(Stored data)

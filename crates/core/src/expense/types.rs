//! Expense data types.

use chrono::{DateTime, Utc};
use rust_decimal::Decimal;
use serde::{Deserialize, Serialize};
use spendtrack_shared::types::ExpenseId;

/// An expense record as served by the backend.
///
/// `amount` and `date` are optional because the store occasionally serves
/// incomplete records; aggregation skips those instead of failing. Expenses
/// relate to schedules only by category name at evaluation time, there is
/// no persisted link.
#[derive(Debug, Clone, Serialize, Deserialize)]
#[serde(rename_all = "camelCase")]
pub struct Expense {
    /// Expense ID.
    pub id: ExpenseId,
    /// Category name, matched case-insensitively against schedule categories.
    pub category: String,
    /// Amount spent.
    pub amount: Option<Decimal>,
    /// When the expense occurred.
    pub date: Option<DateTime<Utc>>,
    /// Link to an uploaded receipt, if one was attached.
    #[serde(default, skip_serializing_if = "Option::is_none")]
    pub receipt_url: Option<String>,
}

impl Expense {
    /// Returns true if the record carries everything aggregation needs.
    #[must_use]
    pub const fn is_well_formed(&self) -> bool {
        self.amount.is_some() && self.date.is_some()
    }
}

#[cfg(test)]
mod tests {
    use super::*;
    use chrono::TimeZone;
    use rust_decimal_macros::dec;

    #[test]
    fn test_wire_shape_is_camel_case() {
        let expense = Expense {
            id: ExpenseId::new(),
            category: "Food".to_string(),
            amount: Some(dec!(12.50)),
            date: Some(Utc.with_ymd_and_hms(2025, 4, 10, 9, 30, 0).unwrap()),
            receipt_url: Some("https://files.example/receipt.png".to_string()),
        };

        let json = serde_json::to_value(&expense).unwrap();
        assert_eq!(json["category"], "Food");
        assert_eq!(json["receiptUrl"], "https://files.example/receipt.png");
    }

    #[test]
    fn test_missing_fields_deserialize() {
        let json = r#"{"id":"0195f7a0-5f5c-7000-8000-000000000000","category":"Misc"}"#;
        let expense: Expense = serde_json::from_str(json).unwrap();

        assert!(expense.amount.is_none());
        assert!(expense.date.is_none());
        assert!(!expense.is_well_formed());
    }
}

◆ **Task directions**:
Wherever the string "DateTime" shows up in a line above, tally that line, and answer with the final number alone.

◆ **Expected answer**:
2